Nihayet bahar havasına kavuştu piyasalarımız.
İç ve dış gerginliklerim nefes aldırmadığı günlerin ardından…
Küresel çapta artan yatırım iştahı para girişinin de hızlanmasını sağladı.
Neticede Borsa İstanbul 78 bin puanın üstüne çıkarak 2 ayın zirve keyfini yaşadı dün!
Ama vatandaşın gözü kulağı dolarda…
Dolar da adeta çakılarak 2,98 liradan 2,91 liraya kadar iniverdi.
Neredeyse 6 haftanın dip seviyesiyle karşılaştık neticede.
Kısa süre önce 3,50 liraya dayanan Euro da…
Bahar havasına ayak uydurup 3,29 liranın altına geriledi dünkü işlemlerde.
Yatırımcının yüzünü güldüren borsadaki gelişmeler bir yana…
Doların psikolojik sınır haline gelen 3 TL’nin altına hızlı düşmesi…
Pek çok açıdan Türkiye adına ciddi bir moral kaynağı niteliğinde!
Çünkü…
Özel sektörün üzerindeki borç yükünün hafiflemesi…
Üreticinin maliyetlerde elinin rahatlaması…
Ve vatandaşın cüzdanını zorlayan enflasyon canavarının sakinleşmesi anlamına geliyor dolardaki düşüş!
Tabii ki sermayesini dolara park etmiş olanlar için aynı şeyi düşünmek zor.
Ama dolarize olmuş bir toplum olarak ekonomik gidişatın barometresi saydığımız doların nefeslenmesi elbette güzel bir gelişme.
Peki piyasalarımızdaki bu mutluluk tablosu kalıcı mı, geçici mi?
Ve dolar nereye gider?
Bu tarzda sorular haklı olarak öne çıkmakta.
Yanıt ararken öncelikle dünya devi fonları yeniden yatırıma ve Türkiye’ye yönlediren motivasyona bakmakta fayda var.
Yönü Fed belirliyor
Geçen cuma açıklanan ve Amerikalıları bile şaşırtan 142 bin kişilik eylüle ait istihdam artışı…
Türkiye’nin imdadına yetişen başlıca faktör oldu!
Aslında bu rakamın; güçlendiği havası yayılan Amerikan ekonomisinin o kadar da iyi olmadığını teyit etmesi…
Amerikan Merkez Bankası Fed’in dünyayı korkutan faiz artışını bu yıl yapamayacağına dair zayıf beklentilere prim yaptırdı.
Yani faiz artırımının 2016’nın martına ötelenmesi ihtimalinin güçlenmesi…
Riskli varlıklara ve piyasalara para akışını hızlandırdı.
Son aylardaki gerilim faktörlerinden olan Çin’deki ekonomik belirsizliklerin…

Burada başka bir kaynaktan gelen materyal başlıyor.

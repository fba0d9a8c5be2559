//! Failure taxonomy for a single interpretation request.
//!
//! Every stage of the pipeline reports through [`InterpretError`]; nothing is
//! retried and nothing falls back to a default figure.

use crate::config::Locale;
use crate::postprocessing::ValidationError;
use crate::preprocessing::CleanerError;
use thiserror::Error;

#[derive(Debug, Error)]
pub enum InterpretError {
    #[error("Invalid problem text: {0}")]
    Input(#[from] CleanerError),

    #[error("Network request failed{}: {message}", timeout_suffix(.timeout))]
    Transport { timeout: bool, message: String },

    #[error("Completion API returned {status}: {message}")]
    Remote { status: u16, message: String },

    #[error("Unexpected completion response: {reason}")]
    ResponseShape { reason: String },

    #[error("No JSON object found in the model answer")]
    Extraction,

    #[error("Malformed data in the model answer: {source}")]
    RepairedParse {
        source: serde_json::Error,
        raw: String,
    },

    #[error("Invalid geometry description: {0}")]
    Validation(#[from] ValidationError),
}

fn timeout_suffix(timeout: &bool) -> &'static str {
    if *timeout {
        " (timed out)"
    } else {
        ""
    }
}

pub type InterpretResult<T> = Result<T, InterpretError>;

impl InterpretError {
    pub fn is_timeout(&self) -> bool {
        matches!(self, InterpretError::Transport { timeout: true, .. })
    }

    /// The unrepaired model answer, kept for diagnostics when parsing failed.
    pub fn raw_answer(&self) -> Option<&str> {
        match self {
            InterpretError::RepairedParse { raw, .. } => Some(raw),
            _ => None,
        }
    }

    /// Message meant for the person who typed the problem.
    pub fn localized_message(&self, locale: Locale) -> String {
        match locale {
            Locale::En => self.to_string(),
            Locale::ZhCn => self.chinese_message(),
        }
    }

    fn chinese_message(&self) -> String {
        match self {
            InterpretError::Input(CleanerError::EmptyInput) => "请输入立体几何题目！".to_string(),
            InterpretError::Input(CleanerError::TooLong(len)) => {
                format!("题目过长：{} 个字符", len)
            }
            InterpretError::Transport { timeout, .. } => {
                let mut msg = "解析题目时出错: 网络请求失败".to_string();
                if *timeout {
                    msg.push_str(" (请求超时)");
                }
                msg
            }
            InterpretError::Remote { message, .. } => format!("解析题目时出错: {}", message),
            InterpretError::ResponseShape { .. } => "API返回数据格式错误".to_string(),
            InterpretError::Extraction => {
                "AI返回的数据格式不正确: 未找到有效的JSON格式数据".to_string()
            }
            InterpretError::RepairedParse { source, .. } => {
                format!("AI返回的数据格式不正确: {}", source)
            }
            InterpretError::Validation(err) => {
                format!("AI返回的数据格式不正确: {}", err.localized_message(Locale::ZhCn))
            }
        }
    }
}
use crate::error::{InterpretError, InterpretResult};
use reqwest::StatusCode;
use serde_json::Value;
use tracing::{debug, warn};

const PREVIEW_CHARS: usize = 100;

/// Maps a raw HTTP status and body onto the model's answer text.
///
/// Non-success statuses surface the payload's `message` or `error`. A
/// success without a non-empty string `answer` is a shape error, distinct
/// from transport failures.
pub fn decode_response(status: StatusCode, body: &str) -> InterpretResult<String> {
    if !status.is_success() {
        let message = remote_message(body).unwrap_or_else(|| {
            status
                .canonical_reason()
                .unwrap_or("Unknown error")
                .to_string()
        });
        warn!(status = status.as_u16(), message = %message, "Completion API returned an error");
        return Err(InterpretError::Remote {
            status: status.as_u16(),
            message,
        });
    }

    let value: Value = serde_json::from_str(body).map_err(|e| InterpretError::ResponseShape {
        reason: format!("Failed to parse API response as JSON: {}", e),
    })?;

    let answer = value
        .get("answer")
        .and_then(Value::as_str)
        .filter(|answer| !answer.is_empty())
        .ok_or_else(|| {
            warn!("Completion response has no `answer` field");
            InterpretError::ResponseShape {
                reason: "Response is missing the `answer` field".to_string(),
            }
        })?;

    debug!(preview = %preview(answer), "Received model answer");
    Ok(answer.to_string())
}

fn remote_message(body: &str) -> Option<String> {
    match serde_json::from_str::<Value>(body) {
        Ok(payload) => payload
            .get("message")
            .and_then(Value::as_str)
            .or_else(|| match payload.get("error") {
                Some(Value::String(error)) => Some(error.as_str()),
                Some(Value::Object(error)) => error.get("message").and_then(Value::as_str),
                _ => None,
            })
            .map(str::to_string),
        Err(_) => {
            let trimmed = body.trim();
            (!trimmed.is_empty()).then(|| trimmed.to_string())
        }
    }
}

fn preview(text: &str) -> String {
    let mut preview: String = text.chars().take(PREVIEW_CHARS).collect();
    if text.chars().count() > PREVIEW_CHARS {
        preview.push_str("...");
    }
    preview
}

#[cfg(test)]
mod tests {
    use super::*;

    #[test]
    fn test_answer_is_returned() {
        let answer = decode_response(StatusCode::OK, r#"{"answer": "{}", "id": "1"}"#).unwrap();
        assert_eq!(answer, "{}");
    }

    #[test]
    fn test_missing_or_empty_answer_is_a_shape_error() {
        for body in [r#"{"id": "1"}"#, r#"{"answer": ""}"#, r#"{"answer": 3}"#, "not json"] {
            let err = decode_response(StatusCode::OK, body).unwrap_err();
            assert!(
                matches!(err, InterpretError::ResponseShape { .. }),
                "body {:?} gave {:?}",
                body,
                err
            );
        }
    }

    #[test]
    fn test_remote_message_extraction() {
        let err = decode_response(
            StatusCode::UNAUTHORIZED,
            r#"{"code": "unauthorized", "message": "Access token is invalid"}"#,
        )
        .unwrap_err();
        match err {
            InterpretError::Remote { status, message } => {
                assert_eq!(status, 401);
                assert_eq!(message, "Access token is invalid");
            }
            other => panic!("unexpected error: {:?}", other),
        }

        let err = decode_response(StatusCode::BAD_REQUEST, r#"{"error": "bad input"}"#).unwrap_err();
        assert!(matches!(err, InterpretError::Remote { ref message, .. } if message == "bad input"));

        let err = decode_response(
            StatusCode::TOO_MANY_REQUESTS,
            r#"{"error": {"message": "slow down"}}"#,
        )
        .unwrap_err();
        assert!(matches!(err, InterpretError::Remote { ref message, .. } if message == "slow down"));
    }

    #[test]
    fn test_remote_message_falls_back_to_status_reason() {
        let err = decode_response(StatusCode::BAD_GATEWAY, "").unwrap_err();
        assert!(matches!(err, InterpretError::Remote { ref message, .. } if message == "Bad Gateway"));

        let err = decode_response(StatusCode::BAD_GATEWAY, "upstream down").unwrap_err();
        assert!(matches!(err, InterpretError::Remote { ref message, .. } if message == "upstream down"));

        let err = decode_response(StatusCode::BAD_GATEWAY, r#"{"detail": "x"}"#).unwrap_err();
        assert!(matches!(err, InterpretError::Remote { ref message, .. } if message == "Bad Gateway"));
    }

    #[test]
    fn test_preview_truncates_on_char_boundaries() {
        let long = "棱".repeat(150);
        let short = preview(&long);
        assert_eq!(short.chars().count(), PREVIEW_CHARS + 3);
        assert!(short.ends_with("..."));
        assert_eq!(preview("short"), "short");
    }
}
//! Natural-language solid-geometry problems in, validated figure descriptions out.
//!
//! ```text
//! problem text → preprocessing (prompt) → llm (completion API)
//!              → postprocessing (extract, repair, validate) → GeometrySchema
//! ```
//!
//! Rendering the resulting [`GeometrySchema`] is left to the caller.

pub mod config;
pub mod error;
pub mod geometry;
pub mod interpreter;
pub mod llm;
pub mod postprocessing;
pub mod preprocessing;

pub use config::{Config, ConfigError, Locale};
pub use error::{InterpretError, InterpretResult};
pub use geometry::{Dimensions, GeometrySchema, GeometryType, HelperLine, Point};
pub use interpreter::ProblemInterpreter;
pub use llm::{ChatMessagesClient, CompletionEndpoint};

/// Interprets one problem against the chat-messages API described by `config`.
pub async fn analyze_geometry_problem(
    config: &Config,
    problem: &str,
) -> InterpretResult<GeometrySchema> {
    ProblemInterpreter::from_config(config)?
        .interpret(problem)
        .await
}
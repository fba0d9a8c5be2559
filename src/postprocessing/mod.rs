//! Turns the model's free-form answer into a validated [`GeometrySchema`].
//!
//! ```text
//! answer → extractor (locate {...}) → repair (regex fixes) → serde_json → validator
//! ```

pub mod extractor;
pub mod repair;
pub mod validator;

pub use extractor::extract_json_object;
pub use repair::repair_json;
pub use validator::{validate, ValidationError};

use crate::error::{InterpretError, InterpretResult};
use crate::geometry::GeometrySchema;
use serde_json::Value;
use tracing::{debug, instrument, warn};

#[instrument(skip(answer), fields(answer_len = answer.len()))]
pub fn parse_answer(answer: &str) -> InterpretResult<GeometrySchema> {
    let extracted = extract_json_object(answer).ok_or_else(|| {
        warn!("No JSON object located in model answer");
        InterpretError::Extraction
    })?;

    let repaired = repair_json(extracted);
    if repaired != extracted {
        debug!(
            original_len = extracted.len(),
            repaired_len = repaired.len(),
            "Applied textual repairs to model answer"
        );
    }

    let value: Value = serde_json::from_str(&repaired).map_err(|source| {
        warn!(raw = answer, error = %source, "Model answer is not valid JSON after repair");
        InterpretError::RepairedParse {
            source,
            raw: answer.to_string(),
        }
    })?;

    let schema = validate(&value)?;
    debug!(
        geometry_type = %schema.geometry_type(),
        points = schema.points().len(),
        helper_lines = schema.helper_lines().len(),
        "Model answer validated"
    );
    Ok(schema)
}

Sorun yaratma potansiyeli de bugünlerde zayıfladığı için yatırım iştahı artmış vaziyette.
Avrupa ve Japonya’nın parasal genişleme opsiyonlarını açık tutması da sürece destek veren unsurlar halinde.
Bunun yanında Türkiye özelinde…
Parti liderlerinin 1 Kasım sonrası olası bir koalisyona açık kapı bırakan açıklamaları da… Beklentilerin olumluya dönmesine katkı sağladı.
İniş ve çıkış senaryoları
Neticede içte ve dıştaki bu tablo bozulmadığı sürece doların düşüş trendinde kalması mümkün görünüyor!
Peki dolar daha ne kadar düşebilir?
Aralıkta Fed’in faiz artırmayacağına endeksli iyimser senaryoda…
İlk aşamada 2,92 TL’nin altında birkaç kapanış gelebilirse… Krtik seviye olan 2,90 liranın kıırlması ihtimali doğar.
Ve neticede doların 2,85 seviyesine inmesi olasılık dahiline girer!
Dıştaki olumlu havanın devamı yanında…
1 Kasım’da piyasa dostu bir seçim sonucunun çıkması halindeyse 2,80 liraya doğru bir hareket görülebilir.
Ancak piyasaların kırılgan bir zeminde koşmaya çalıştığını da unutmayalım!
Özellikle, ABD ve Çin‘den eş zamanlı olarak gelebilecek olusuz veri ve haber akışı…
Gidişatı tersine çevirebilir. Hele de Aralık 2015’e dönük faiz artışı sinyali gelirse…
İşler iyice karışabilir!
Bu tabloda ise doların tekrar 3 liranın üstüne çıkıp… Yeni rekor denemelerine girişmesi zor olmaz.